The vaccine in the clinical trial you are considering is made by
taking the patient's own leukemic cells, mixing them with GM-CSF
(Leukine -- which boosts WBC production), and then the mixture is
irradiated to geneticly alter the cells.  The goal is to try to teach
the patient's T-cells to recognize the altered leukemic cells as
something that should be attacked and eliminated, and also teach those
same T-cells to attack live leukemic cells.  The Phase I report above
shows that it works to some degree on some people, but not on
everyone.

I participated in a different type of vaccine clinical trial earlier
this year and will post some information about it in the near future.

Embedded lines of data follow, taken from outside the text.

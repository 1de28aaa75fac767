// SPDX-License-Identifier: GPL-3.0-only

//! Persistent configuration
//!
//! Stored as JSON (`~/.config/stillcam/config.json` by default). Every field
//! has a default, so partial files and files from older versions load fine.
//! Command-line options override individual fields at startup.

use crate::backends::camera::types::{CameraBackendType, Size, StreamRole};
use crate::constants::{
    DEFAULT_CAPTURE_TIMEOUT, DEFAULT_FILE_PREFIX, DEFAULT_LOG_FILE, DEFAULT_MIN_FRAMES,
    QualityPreset,
};
use crate::errors::{AppError, AppResult};
use crate::pipelines::photo::DeviceSelector;
use crate::storage::{self, OutputNaming};
use serde::{Deserialize, Serialize};
use std::path::{Path, PathBuf};
use std::time::Duration;
use tracing::{debug, info};

/// Image file format for captured photos
#[derive(Clone, Copy, Debug, Default, Deserialize, Eq, PartialEq, Serialize)]
pub enum PhotoOutputFormat {
    /// JPEG, quality from the configured preset
    #[default]
    Jpeg,
    /// Lossless PNG
    Png,
}

impl std::str::FromStr for PhotoOutputFormat {
    type Err = String;

    fn from_str(s: &str) -> Result<Self, Self::Err> {
        match s.trim().to_ascii_lowercase().as_str() {
            "jpg" | "jpeg" => Ok(PhotoOutputFormat::Jpeg),
            "png" => Ok(PhotoOutputFormat::Png),
            other => Err(format!("unknown output format '{}' (expected jpeg or png)", other)),
        }
    }
}

#[derive(Debug, Clone, PartialEq, Eq, Serialize, Deserialize)]
#[serde(default)]
pub struct Config {
    /// Camera backend used for the request pipeline
    pub backend: CameraBackendType,
    /// Camera to use by id (takes precedence over `camera_index`)
    pub camera_id: Option<String>,
    /// Camera to use by position in the manager's list
    pub camera_index: Option<usize>,
    /// Stream role the configuration is generated for
    pub role: StreamRole,
    /// Requested resolution; `None` keeps the role's default (maximum) size
    pub resolution: Option<Size>,
    /// Write every frame to this exact file instead of timestamped names
    pub output_file: Option<PathBuf>,
    /// Directory for timestamped names; `None` uses the pictures directory
    pub output_dir: Option<PathBuf>,
    /// Prefix of timestamped names
    pub file_prefix: String,
    pub output_format: PhotoOutputFormat,
    /// JPEG quality preset
    pub quality: QualityPreset,
    /// How long one capture waits for its frames
    pub capture_timeout_ms: u64,
    /// Frames saved per capture
    pub min_frames: u32,
    /// JSON-lines system log
    pub log_file: PathBuf,
    /// Least severe level forwarded to the system log (error, warn, info, debug, trace)
    pub log_level: String,
    /// V4L2 device index for the simple capture path
    pub simple_device_index: usize,
    /// Output of the simple capture path
    pub simple_output: PathBuf,
}

impl Default for Config {
    fn default() -> Self {
        Self {
            backend: CameraBackendType::default(),
            camera_id: None,
            camera_index: None,
            role: StreamRole::StillCapture,
            resolution: None,
            output_file: None,
            output_dir: None,
            file_prefix: DEFAULT_FILE_PREFIX.to_string(),
            output_format: PhotoOutputFormat::default(),
            quality: QualityPreset::default(),
            capture_timeout_ms: DEFAULT_CAPTURE_TIMEOUT.as_millis() as u64,
            min_frames: DEFAULT_MIN_FRAMES,
            log_file: PathBuf::from(DEFAULT_LOG_FILE),
            log_level: "info".to_string(),
            simple_device_index: 0,
            simple_output: PathBuf::from("image.ppm"),
        }
    }
}

impl Config {
    /// `~/.config/stillcam/config.json`
    pub fn default_path() -> Option<PathBuf> {
        dirs::config_dir().map(|dir| dir.join("stillcam").join("config.json"))
    }

    /// Load from a JSON file
    pub fn load(path: &Path) -> AppResult<Self> {
        let text = std::fs::read_to_string(path)
            .map_err(|e| AppError::Config(format!("{}: {}", path.display(), e)))?;
        let config: Config = serde_json::from_str(&text)
            .map_err(|e| AppError::Config(format!("{}: {}", path.display(), e)))?;
        config.validate()?;
        debug!(path = %path.display(), "Configuration loaded");
        Ok(config)
    }

    /// Load `path`, or the default location, falling back to defaults when
    /// the file does not exist
    ///
    /// An explicitly given path must exist; a broken file is always an error.
    pub fn load_or_default(path: Option<&Path>) -> AppResult<Self> {
        match path {
            Some(path) => Self::load(path),
            None => match Self::default_path() {
                Some(path) if path.exists() => Self::load(&path),
                _ => Ok(Self::default()),
            },
        }
    }

    /// Save as pretty-printed JSON
    pub fn save(&self, path: &Path) -> AppResult<()> {
        let text = serde_json::to_string_pretty(self)
            .map_err(|e| AppError::Config(format!("serialize: {}", e)))?;
        storage::write_atomic(path, text.as_bytes())
            .map_err(|e| AppError::Config(format!("{}: {}", path.display(), e)))?;
        info!(path = %path.display(), "Configuration saved");
        Ok(())
    }

    /// Reject values no session can work with
    pub fn validate(&self) -> AppResult<()> {
        if self.min_frames == 0 {
            return Err(AppError::Config("min_frames must be at least 1".to_string()));
        }
        if self.capture_timeout_ms == 0 {
            return Err(AppError::Config(
                "capture_timeout_ms must be greater than 0".to_string(),
            ));
        }
        if let Some(size) = self.resolution
            && (size.width == 0 || size.height == 0)
        {
            return Err(AppError::Config(format!("invalid resolution {}", size)));
        }
        if self.log_level.parse::<tracing::Level>().is_err() {
            return Err(AppError::Config(format!(
                "invalid log_level '{}'",
                self.log_level
            )));
        }
        Ok(())
    }

    pub fn capture_timeout(&self) -> Duration {
        Duration::from_millis(self.capture_timeout_ms)
    }

    /// Which camera to open
    pub fn selector(&self) -> DeviceSelector {
        match (&self.camera_id, self.camera_index) {
            (Some(id), _) => DeviceSelector::Id(id.clone()),
            (None, Some(index)) => DeviceSelector::Index(index),
            (None, None) => DeviceSelector::First,
        }
    }

    /// Where captured images go
    pub fn output_naming(&self) -> OutputNaming {
        match &self.output_file {
            Some(path) => OutputNaming::Fixed(path.clone()),
            None => OutputNaming::Timestamped {
                dir: self
                    .output_dir
                    .clone()
                    .unwrap_or_else(storage::default_photo_dir),
                prefix: self.file_prefix.clone(),
            },
        }
    }
}

#[cfg(test)]
mod tests {
    use super::*;

    #[test]
    fn test_partial_json_uses_defaults() {
        let config: Config = serde_json::from_str(r#"{"min_frames": 3}"#).unwrap();
        assert_eq!(config.min_frames, 3);
        assert_eq!(config.file_prefix, DEFAULT_FILE_PREFIX);
        assert_eq!(config.output_format, PhotoOutputFormat::Jpeg);
    }

    #[test]
    fn test_selector_prefers_id() {
        let config = Config {
            camera_id: Some("cam".to_string()),
            camera_index: Some(2),
            ..Config::default()
        };
        assert_eq!(config.selector(), DeviceSelector::Id("cam".to_string()));
    }

    #[test]
    fn test_output_format_parse() {
        assert_eq!("JPG".parse::<PhotoOutputFormat>(), Ok(PhotoOutputFormat::Jpeg));
        assert!("gif".parse::<PhotoOutputFormat>().is_err());
    }
}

But as far as whether you should participate and why you would want
to, you need to look into several issues.  First, your Onc is also
involved in the clinical trial, so he needs to get 54 people to sign
up for it, which is harder than you might think.  He may not have any
other reason for suggesting that you participate but to fill his
quota, so you should ask him that directly.  If your RT-PCRs are
negative but the lab has also been doing nested Q-PCRs which are more
sensitive and show positive, then you have at least a 4 or 5 log
reduction in BCR-ABL.  So controlling the disease is not much of an
issue for you.  So the reasons to participate in the trial could be:
1) to help expand the science of CML vaccines, 2) to see if you are
able to further reduce your BCR-ABL levels, and have the residual
effects carry you during pregnancy, 3) to hope the vaccine might
eliminate some or all of your leukemic stem cells and progenitor cells
that Gleevec cannot eliminate, and become cured (this is not proven,
and is highly questionable).  There is another item, which is that you
may not be accepted into the trial since your BCR-ABL levels are so
low.  The clinical trials prefer to have people with only a 2 log
reduction, so they can track the progress in BCR-ABL reduction.  If
you go from being barely detectable to undetectable, have they learned
anything about the vaccine, or was it just chance?

Overall, it is a very personal decision, and the most likely outcome
is that you will simply help advance the science of CML vaccines.